Profile
Born in 1958 in Southern Germany, Berlin-based painter Sati Zech attended the Berlin
University of Fine Arts from 1982-1987, studying sculpture and drawing under Lothar
Fischer. For nearly a decade, Zech lectured at the Academy for Fine Arts in Marrakesh
and also taught at the Weissensee School of Fine Arts in Berlin.
Although technically referred to as paintings, the works in her vibrant series titled
Bollenarbeit—a reference to the vineyard-covered hills and low mountains found in
the region where Zech was born—float between paintings, drawings, and sculptures.
While the sumptuous displays of thick, bright red mounds of paint applied on naked
strips of linen are visually arresting, it is the process Zech employs to create
these cloth fields of intense color concentration that is most remarkable.

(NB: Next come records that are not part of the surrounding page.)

//! HTTP request pipeline with transparent token refresh.
//!
//! Every backend call in the client goes through [`RequestPipeline`]. The
//! pipeline attaches the bearer token when a session exists, and on a 401
//! performs exactly one refresh followed by exactly one replay of the
//! original request. A failed refresh tears the session down and notifies
//! subscribers via [`SessionEvent::Expired`].
//!
//! The refresh call itself goes straight to the HTTP client, never back
//! through the pipeline, so an expired refresh token cannot recurse.

use std::sync::Arc;

use reqwest::{Method, Response, StatusCode};
use serde::Serialize;
use serde::de::DeserializeOwned;
use serde_json::Value;
use tokio::sync::broadcast;
use tracing::{debug, instrument, warn};
use uuid::Uuid;

use clementine_core::Session;

use crate::auth::{AuthError, TokenStore};
use crate::config::StorefrontConfig;
use crate::error::{ApiError, Result};

/// Capacity of the session event channel.
const EVENT_CAPACITY: usize = 8;

/// Session lifecycle notifications emitted by the pipeline.
#[derive(Debug, Clone, Copy, PartialEq, Eq)]
pub enum SessionEvent {
    /// The session was torn down because a token refresh failed. The user
    /// must log in again.
    Expired,
}

/// Token pair returned by the refresh endpoint.
#[derive(Debug, serde::Deserialize)]
#[serde(rename_all = "camelCase")]
struct TokenPair {
    access_token: String,
    refresh_token: String,
}

#[derive(Serialize)]
#[serde(rename_all = "camelCase")]
struct RefreshRequest<'a> {
    refresh_token: &'a str,
}

/// Error body shape used by the backend for all non-success responses.
#[derive(serde::Deserialize)]
struct ErrorBody {
    error: String,
}

/// Shared HTTP pipeline for all backend calls.
///
/// Cheap to clone; every clone shares the HTTP connection pool, the token
/// store, and the session event channel.
#[derive(Clone)]
pub struct RequestPipeline {
    inner: Arc<PipelineInner>,
}

struct PipelineInner {
    http: reqwest::Client,
    config: StorefrontConfig,
    tokens: TokenStore,
    session_events: broadcast::Sender<SessionEvent>,
}

impl RequestPipeline {
    /// Create a pipeline for the configured backend.
    ///
    /// # Errors
    ///
    /// Returns `ApiError::Transport` if the HTTP client cannot be built.
    pub fn new(config: &StorefrontConfig, tokens: TokenStore) -> Result<Self> {
        let http = reqwest::Client::builder()
            .timeout(config.request_timeout)
            .build()?;
        let (session_events, _) = broadcast::channel(EVENT_CAPACITY);

        Ok(Self {
            inner: Arc::new(PipelineInner {
                http,
                config: config.clone(),
                tokens,
                session_events,
            }),
        })
    }

    /// Subscribe to session lifecycle events.
    #[must_use]
    pub fn subscribe(&self) -> broadcast::Receiver<SessionEvent> {
        self.inner.session_events.subscribe()
    }

    /// The token store backing this pipeline.
    #[must_use]
    pub fn tokens(&self) -> &TokenStore {
        &self.inner.tokens
    }

    /// `GET` a path and decode the JSON response.
    pub async fn get<T: DeserializeOwned>(&self, path: &str) -> Result<T> {
        self.dispatch(Method::GET, path, None, 0).await
    }

    /// `POST` a JSON body and decode the JSON response.
    pub async fn post<B, T>(&self, path: &str, body: &B) -> Result<T>
    where
        B: Serialize + ?Sized,
        T: DeserializeOwned,
    {
        let body = serde_json::to_value(body)?;
        self.dispatch(Method::POST, path, Some(&body), 0).await
    }

    /// `POST` with no body and decode the JSON response.
    pub async fn post_empty<T: DeserializeOwned>(&self, path: &str) -> Result<T> {
        self.dispatch(Method::POST, path, None, 0).await
    }

    /// `PATCH` a JSON body and decode the JSON response.
    pub async fn patch<B, T>(&self, path: &str, body: &B) -> Result<T>
    where
        B: Serialize + ?Sized,
        T: DeserializeOwned,
    {
        let body = serde_json::to_value(body)?;
        self.dispatch(Method::PATCH, path, Some(&body), 0).await
    }

    /// `DELETE` a path and decode the JSON response.
    pub async fn delete<T: DeserializeOwned>(&self, path: &str) -> Result<T> {
        self.dispatch(Method::DELETE, path, None, 0).await
    }

    /// Send one request, refreshing and replaying at most once on a 401.
    ///
    /// `attempt` is 0 for the original send and 1 for the replay after a
    /// refresh; a 401 on the replay is surfaced, never retried again.
    #[instrument(
        skip(self, body),
        fields(request_id = %Uuid::new_v4(), %method, path, attempt)
    )]
    async fn dispatch<T: DeserializeOwned>(
        &self,
        method: Method,
        path: &str,
        body: Option<&Value>,
        attempt: u8,
    ) -> Result<T> {
        let session = self.inner.tokens.load().await?;
        let authenticated = session.is_some();

        let mut request = self
            .inner
            .http
            .request(method.clone(), self.inner.config.endpoint(path));
        if let Some(session) = &session {
            request = request.bearer_auth(&session.access_token);
        }
        if let Some(body) = body {
            request = request.json(body);
        }

        let response = request.send().await?;
        let status = response.status();
        debug!(%status, "backend responded");

        if status.is_success() {
            return Ok(response.json().await?);
        }

        if status == StatusCode::UNAUTHORIZED {
            if attempt == 0 {
                if let Some(session) = session {
                    self.refresh(session).await?;
                    return Box::pin(self.dispatch(method, path, body, 1)).await;
                }
            }
            let message = error_message(response).await;
            if authenticated {
                return Err(AuthError::ExpiredAccessToken.into());
            }
            return Err(ApiError::Unauthorized(message));
        }

        Err(ApiError::Status {
            status,
            message: error_message(response).await,
        })
    }

    /// Exchange the refresh token for a new pair and persist it.
    ///
    /// Any failure here is unrecoverable: the session is cleared, an
    /// [`SessionEvent::Expired`] is broadcast, and the caller gets
    /// [`AuthError::InvalidRefreshToken`].
    async fn refresh(&self, session: Session) -> Result<()> {
        match self.request_refresh(&session).await {
            Ok(pair) => {
                let rotated = session.with_tokens(pair.access_token, pair.refresh_token);
                self.inner.tokens.save(&rotated).await?;
                debug!("token pair rotated");
                Ok(())
            }
            Err(err) => {
                warn!(error = %err, "token refresh failed, tearing down session");
                self.inner.tokens.clear().await?;
                let _ = self.inner.session_events.send(SessionEvent::Expired);
                Err(AuthError::InvalidRefreshToken.into())
            }
        }
    }

    async fn request_refresh(&self, session: &Session) -> Result<TokenPair> {
        let response = self
            .inner
            .http
            .post(self.inner.config.endpoint("/auth/refresh"))
            .json(&RefreshRequest {
                refresh_token: &session.refresh_token,
            })
            .send()
            .await?;

        let status = response.status();
        if status.is_success() {
            return Ok(response.json().await?);
        }
        Err(ApiError::Status {
            status,
            message: error_message(response).await,
        })
    }
}

/// Pull the message out of a backend error body, falling back to the raw
/// text when the body is not the expected `{"error": ...}` shape.
async fn error_message(response: Response) -> String {
    let text = response.text().await.unwrap_or_default();
    match serde_json::from_str::<ErrorBody>(&text) {
        Ok(body) => body.error,
        Err(_) => text,
    }
}

#[cfg(test)]
mod tests {
    use super::*;
    use crate::storage::{MemoryStore, StateStore};
    use clementine_core::{Email, UserId, UserProfile, UserRole};
    use mockito::{Matcher, Server};

    fn session(access: &str, refresh: &str) -> Session {
        Session {
            access_token: access.to_owned(),
            refresh_token: refresh.to_owned(),
            user: UserProfile {
                id: UserId::new("u-1"),
                email: Email::parse("shopper@example.com").unwrap(),
                full_name: "Sam Shopper".to_owned(),
                phone: None,
                address: None,
                role: UserRole::Customer,
            },
        }
    }

    fn pipeline_with(server: &Server, store: &MemoryStore) -> RequestPipeline {
        let config = StorefrontConfig::for_api_url(&server.url()).unwrap();
        let tokens = TokenStore::new(Arc::new(store.clone()));
        RequestPipeline::new(&config, tokens).unwrap()
    }

    #[tokio::test]
    async fn test_anonymous_request_has_no_auth_header() {
        let mut server = Server::new_async().await;
        let mock = server
            .mock("GET", "/ping")
            .match_header("authorization", Matcher::Missing)
            .with_body(r#"{"ok": true}"#)
            .create_async()
            .await;

        let store = MemoryStore::new();
        let pipeline = pipeline_with(&server, &store);

        let body: serde_json::Value = pipeline.get("/ping").await.unwrap();
        assert_eq!(body["ok"], true);
        mock.assert_async().await;
    }

    #[tokio::test]
    async fn test_expired_token_refreshes_and_replays_once() {
        let mut server = Server::new_async().await;
        let stale = server
            .mock("GET", "/cart")
            .match_header("authorization", "Bearer a1")
            .with_status(401)
            .with_body(r#"{"error": "token expired"}"#)
            .expect(1)
            .create_async()
            .await;
        let refresh = server
            .mock("POST", "/auth/refresh")
            .match_body(Matcher::Json(serde_json::json!({"refreshToken": "r1"})))
            .with_body(r#"{"accessToken": "a2", "refreshToken": "r2"}"#)
            .expect(1)
            .create_async()
            .await;
        let replay = server
            .mock("GET", "/cart")
            .match_header("authorization", "Bearer a2")
            .with_body(r#"{"items": []}"#)
            .expect(1)
            .create_async()
            .await;

        let store = MemoryStore::new();
        store.save_session(&session("a1", "r1")).await.unwrap();
        let pipeline = pipeline_with(&server, &store);

        let body: serde_json::Value = pipeline.get("/cart").await.unwrap();
        assert_eq!(body["items"], serde_json::json!([]));

        stale.assert_async().await;
        refresh.assert_async().await;
        replay.assert_async().await;

        // the rotated pair must be persisted
        let rotated = store.load_session().await.unwrap().unwrap();
        assert_eq!(rotated.access_token, "a2");
        assert_eq!(rotated.refresh_token, "r2");
    }

    #[tokio::test]
    async fn test_failed_refresh_tears_down_session() {
        let mut server = Server::new_async().await;
        let stale = server
            .mock("GET", "/cart")
            .with_status(401)
            .with_body(r#"{"error": "token expired"}"#)
            .expect(1)
            .create_async()
            .await;
        let refresh = server
            .mock("POST", "/auth/refresh")
            .with_status(401)
            .with_body(r#"{"error": "refresh token revoked"}"#)
            .expect(1)
            .create_async()
            .await;

        let store = MemoryStore::new();
        store.save_session(&session("a1", "r1")).await.unwrap();
        let pipeline = pipeline_with(&server, &store);
        let mut events = pipeline.subscribe();

        let err = pipeline.get::<serde_json::Value>("/cart").await.unwrap_err();
        assert!(matches!(
            err,
            ApiError::Auth(AuthError::InvalidRefreshToken)
        ));

        stale.assert_async().await;
        refresh.assert_async().await;

        assert!(store.load_session().await.unwrap().is_none());
        assert_eq!(events.recv().await.unwrap(), SessionEvent::Expired);
    }

    #[tokio::test]
    async fn test_second_401_is_not_retried_again() {
        let mut server = Server::new_async().await;
        let target = server
            .mock("GET", "/cart")
            .with_status(401)
            .with_body(r#"{"error": "token expired"}"#)
            .expect(2)
            .create_async()
            .await;
        let refresh = server
            .mock("POST", "/auth/refresh")
            .with_body(r#"{"accessToken": "a2", "refreshToken": "r2"}"#)
            .expect(1)
            .create_async()
            .await;

        let store = MemoryStore::new();
        store.save_session(&session("a1", "r1")).await.unwrap();
        let pipeline = pipeline_with(&server, &store);

        let err = pipeline.get::<serde_json::Value>("/cart").await.unwrap_err();
        assert!(matches!(err, ApiError::Auth(AuthError::ExpiredAccessToken)));

        target.assert_async().await;
        refresh.assert_async().await;
    }

    #[tokio::test]
    async fn test_anonymous_401_maps_to_unauthorized() {
        let mut server = Server::new_async().await;
        let refresh = server.mock("POST", "/auth/refresh").expect(0).create_async().await;
        server
            .mock("POST", "/auth/login")
            .with_status(401)
            .with_body(r#"{"error": "invalid email or password"}"#)
            .create_async()
            .await;

        let store = MemoryStore::new();
        let pipeline = pipeline_with(&server, &store);

        let err = pipeline
            .post::<_, serde_json::Value>("/auth/login", &serde_json::json!({}))
            .await
            .unwrap_err();
        match err {
            ApiError::Unauthorized(message) => {
                assert_eq!(message, "invalid email or password");
            }
            other => panic!("unexpected error: {other}"),
        }
        refresh.assert_async().await;
    }

    #[tokio::test]
    async fn test_other_failures_surface_status_and_message() {
        let mut server = Server::new_async().await;
        server
            .mock("DELETE", "/cart")
            .with_status(404)
            .with_body(r#"{"error": "cart not found"}"#)
            .create_async()
            .await;

        let store = MemoryStore::new();
        let pipeline = pipeline_with(&server, &store);

        let err = pipeline.delete::<serde_json::Value>("/cart").await.unwrap_err();
        match err {
            ApiError::Status { status, message } => {
                assert_eq!(status, StatusCode::NOT_FOUND);
                assert_eq!(message, "cart not found");
            }
            other => panic!("unexpected error: {other}"),
        }
    }
}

After tearing apart sheets of canvas, Zech assembles the strips—unraveled edges
and all—in horizontal and vertical rows. Sometimes overlapping them, she joins the
rows with white archival glue, bits of puttylike plaster and thread before or after
applying viscous domes and dots of red paint across the cloth’s surface. The result
evokes a pleasantly tattered collage, its crimson fingerprint-like shapes spreading
like landscape across the sheet’s ragged lines and seams.
While the acts of layering, tearing, gluing and sewing produce works that are reminiscent
of domestic handicraft, and the scarlet mounds of paint hint at historically ritualistic
mark-making, Zech’s dynamic creations defy category. They inhabit a world of their
own.
Zech has won various scholarships and awards, the most recent being the Franz Joseph
Speigler Prize in 2009. She also participated in a Yaddo Residency in April 2009.
Zech made her stateside debut in 2008 at Howard Scott Gallery in New York City but
has exhibited in numerous solo and group shows, as well as art fairs, in cities
such as Berlin, Munich, Frankfurt, Salzburg, Zurich and Bilbao since 1985.